╭─ Material for the task
impl Encoder {
    /// Create a new DER encoder.
    pub fn new() -> Self {
        Self::default()
    }

    pub fn with_rules(rules: EncodingRules) -> Self {
        Self {
            rules,
            ..Self::default()
        }
    }

    /// Consume the encoder and return the encoded bytes.
    ///
    /// Any constructed value still open is closed first.
    pub fn finish(mut self) -> Vec<u8> {
        while !self.open.is_empty() {
            self.close();
        }
        self.buf
    }

    /// Write a complete TLV with the given identifier and content.
    pub fn write_tlv(&mut self, tag: Tag, value: &[u8]) -> &mut Self {
        write_header(tag, Length::Definite(value.len()), &mut self.buf);
        self.buf.extend_from_slice(value);
        self
    }

    /// Open a constructed value whose length is not known yet. BER output
    /// uses the indefinite form; DER output back-patches a definite length
    /// in [`Encoder::end_constructed`].
    pub fn begin_constructed(&mut self, tag: Tag) -> &mut Self {
        let tag = tag.with_constructed(true);
        match self.rules {
            EncodingRules::Ber => {
                write_header(tag, Length::Indefinite, &mut self.buf);
                self.open.push((tag, self.buf.len()));
            }
            EncodingRules::Der => self.open.push((tag, self.buf.len())),
        }
        self
    }

    /// Close the innermost value opened with [`Encoder::begin_constructed`].
    pub fn end_constructed(&mut self) -> Result<&mut Self, Asn1Error> {
        if self.open.is_empty() {
            return Err(Asn1Error::malformed(self.buf.len(), "no constructed value is open"));
        }
        self.close();
        Ok(self)
    }

    fn close(&mut self) {
        let Some((tag, start)) = self.open.pop() else {
            return;
        };
        match self.rules {
            EncodingRules::Ber => self.buf.extend_from_slice(&[0x00, 0x00]),
            EncodingRules::Der => {
                let content = self.buf.split_off(start);
                write_header(tag, Length::Definite(content.len()), &mut self.buf);
                self.buf.extend_from_slice(&content);
            }
        }
    }

    /// Write an INTEGER from unsigned big-endian magnitude bytes.
    /// Leading zeros are stripped and a single zero octet is added back
    /// when the high bit is set, keeping the value positive.
    pub fn write_integer(&mut self, value: &[u8]) -> &mut Self {
        let skip = value.iter().take_while(|&&b| b == 0).count();
        let trimmed = &value[skip..];
        match trimmed.first() {
            None => self.write_tlv(Tag::INTEGER, &[0x00]),
            Some(&b) if b & 0x80 != 0 => {
                let mut padded = Vec::with_capacity(trimmed.len() + 1);
                padded.push(0x00);
                padded.extend_from_slice(trimmed);
                self.write_tlv(Tag::INTEGER, &padded)
            }
            Some(_) => self.write_tlv(Tag::INTEGER, trimmed),
        }
    }

    /// Write an INTEGER in minimal two's complement form.
    pub fn write_big_integer(&mut self, value: &BigInt) -> &mut Self {
        self.write_tlv(Tag::INTEGER, &value.to_signed_bytes_be())
    }

    pub fn write_u64(&mut self, value: u64) -> &mut Self {
        self.write_integer(&value.to_be_bytes())
    }

    /// Write an ENUMERATED.
    pub fn write_enumerated(&mut self, value: u32) -> &mut Self {
        self.write_tlv(Tag::ENUMERATED, &BigInt::from(value).to_signed_bytes_be())
    }

    /// Write an OCTET STRING.
    pub fn write_octet_string(&mut self, value: &[u8]) -> &mut Self {
        self.write_tlv(Tag::OCTET_STRING, value)
    }

    /// Write a BIT STRING with the given unused_bits count.
    pub fn write_bit_string(&mut self, unused_bits: u8, value: &[u8]) -> &mut Self {
        let mut content = Vec::with_capacity(value.len() + 1);
        content.push(unused_bits);
        content.extend_from_slice(value);
        self.write_tlv(Tag::BIT_STRING, &content)
    }

    /// Write an OBJECT IDENTIFIER.
    pub fn write_oid(&mut self, oid: &Oid) -> Result<&mut Self, Asn1Error> {
        let value = oid.to_der_value()?;
        Ok(self.write_tlv(Tag::OID, &value))
    }

    /// Write a NULL.
    pub fn write_null(&mut self) -> &mut Self {
        self.write_tlv(Tag::NULL, &[])
    }

    /// Write a BOOLEAN (DER form: `FF` for true).
    pub fn write_boolean(&mut self, val: bool) -> &mut Self {
        self.write_tlv(Tag::BOOLEAN, &[if val { 0xFF } else { 0x00 }])
    }

    /// Write a SEQUENCE wrapping the given contents.
    pub fn write_sequence(&mut self, contents: &[u8]) -> &mut Self {
        self.write_tlv(Tag::SEQUENCE, contents)
    }

    /// Write a SET wrapping already-ordered contents.
    pub fn write_set(&mut self, contents: &[u8]) -> &mut Self {
        self.write_tlv(Tag::SET, contents)
    }

    /// Write a SET from individually encoded elements. DER output orders
    /// them by ascending encoding; BER keeps the given order.
    pub fn write_set_of(&mut self, elements: &[Vec<u8>]) -> &mut Self {
        let mut refs: Vec<&[u8]> = elements.iter().map(Vec::as_slice).collect();
        if self.rules == EncodingRules::Der {
            refs.sort();
        }
        let contents = refs.concat();
        self.write_set(&contents)
    }

    /// Write raw bytes directly (already encoded).
    pub fn write_raw(&mut self, data: &[u8]) -> &mut Self {
        self.buf.extend_from_slice(data);
        self
    }

    /// Write a UTF8String. Every Rust string is valid UTF-8, so this
    /// cannot fail.
    pub fn write_utf8_string(&mut self, s: &str) -> &mut Self {
        self.write_tlv(Tag::universal(StringKind::Utf8.tag_number(), false), s.as_bytes())
    }

    /// Write any character string type, rejecting characters outside
    /// its repertoire.
    pub fn write_string(&mut self, kind: StringKind, s: &str) -> Result<&mut Self, Asn1Error> {
        let content = encode_string(kind, s)?;
        Ok(self.write_tlv(Tag::universal(kind.tag_number(), false), &content))
    }

    pub fn write_printable_string(&mut self, s: &str) -> Result<&mut Self, Asn1Error> {
        self.write_string(StringKind::Printable, s)
    }

    pub fn write_ia5_string(&mut self, s: &str) -> Result<&mut Self, Asn1Error> {
        self.write_string(StringKind::Ia5, s)
    }

    /// Write a context-specific tagged value.
    pub fn write_context_specific(
        &mut self,
        tag_num: u32,
        constructed: bool,
        content: &[u8],
    ) -> &mut Self {
        self.write_tlv(Tag::context(tag_num, constructed), content)
    }

    /// Write `[n] EXPLICIT` around already-encoded content.
    pub fn write_explicit(&mut self, tag_num: u32, content: &[u8]) -> &mut Self {
        self.write_context_specific(tag_num, true, content)
    }

    /// Write a time. BER keeps the text as decoded; DER writes the
    /// canonical form of the same instant.
    pub fn write_time(&mut self, time: &Asn1Time) -> &mut Self {
        let canonical;
        let time = if self.rules == EncodingRules::Der && !time.is_der() {
            canonical = time.to_der_form();
            &canonical
        } else {
            time
        };
        let tag = match time.kind() {
            super::TimeKind::Utc => Tag::UTC_TIME,
            super::TimeKind::Generalized => Tag::GENERALIZED_TIME,
        };
        self.write_tlv(tag, time.as_str().as_bytes())
    }

    /// Write an X.509 `Time` (UTCTime through 2049, GeneralizedTime after).
    pub fn write_x509_time(&mut self, timestamp: i64) -> Result<&mut Self, Asn1Error> {
        let time = Asn1Time::x509(timestamp)?;
        Ok(self.write_time(&time))
    }

    /// Write a GeneralizedTime from a UNIX timestamp.
    pub fn write_generalized_time(&mut self, timestamp: i64) -> Result<&mut Self, Asn1Error> {
        let time = Asn1Time::generalized(timestamp)?;
        Ok(self.write_time(&time))
    }

    /// Write a value from the generic model.
    pub fn write_value(&mut self, value: &Asn1Value) -> Result<&mut Self, Asn1Error> {
        match value {
            Asn1Value::Boolean(b) => self.write_boolean(*b),
            Asn1Value::Integer(i) => self.write_big_integer(i),
            Asn1Value::Enumerated(i) => self.write_tlv(Tag::ENUMERATED, &i.to_signed_bytes_be()),
            Asn1Value::BitString(bits) => self.write_bit_string(bits.unused_bits(), bits.as_bytes()),
            Asn1Value::OctetString(data) => self.write_octet_string(data),
            Asn1Value::Null => self.write_null(),
            Asn1Value::ObjectIdentifier(oid) => self.write_oid(oid)?,
            Asn1Value::String(kind, text) => self.write_string(*kind, text)?,
            Asn1Value::Time(t) => self.write_time(t),
            Asn1Value::Sequence(items) => {
                self.begin_constructed(Tag::SEQUENCE);
                for item in items {
                    self.write_value(item)?;
                }
                self.end_constructed()?
            }
            Asn1Value::Set(items) if self.rules == EncodingRules::Der => {
                let encoded = items
                    .iter()
                    .map(Asn1Value::to_der)
                    .collect::<Result<Vec<_>, _>>()?;
                self.write_set_of(&encoded)
            }
            Asn1Value::Set(items) => {
                self.begin_constructed(Tag::SET);
                for item in items {
                    self.write_value(item)?;
                }
                self.end_constructed()?
            }
            Asn1Value::Tagged(tagged) => self.write_tagged(tagged)?,
        };
        Ok(self)
    }

    fn write_tagged(&mut self, tagged: &TaggedObject) -> Result<&mut Self, Asn1Error> {
        let tag = tagged.tag();
        if tagged.explicit {
            self.begin_constructed(tag);
            self.write_value(&tagged.inner)?;
            return self.end_constructed();
        }
        // Implicit: encode the inner value, then swap its identifier.
        let mut inner = Encoder::with_rules(self.rules);
        inner.write_value(&tagged.inner)?;
        let bytes = inner.finish();
        let (_, inner_tag_len) = Tag::from_bytes(&bytes)?;
        tag.write_to(&mut self.buf);
        self.buf.extend_from_slice(&bytes[inner_tag_len..]);
        Ok(self)
    }

    /// Append a bare definite length (used by callers assembling headers).
    pub fn write_length(&mut self, length: usize) -> &mut Self {
        write_length(length, &mut self.buf);
        self
    }
}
╰─
■ What you should do: Return the number of lines containing the word "push" in these records, with no additional output.

■ Response area: 4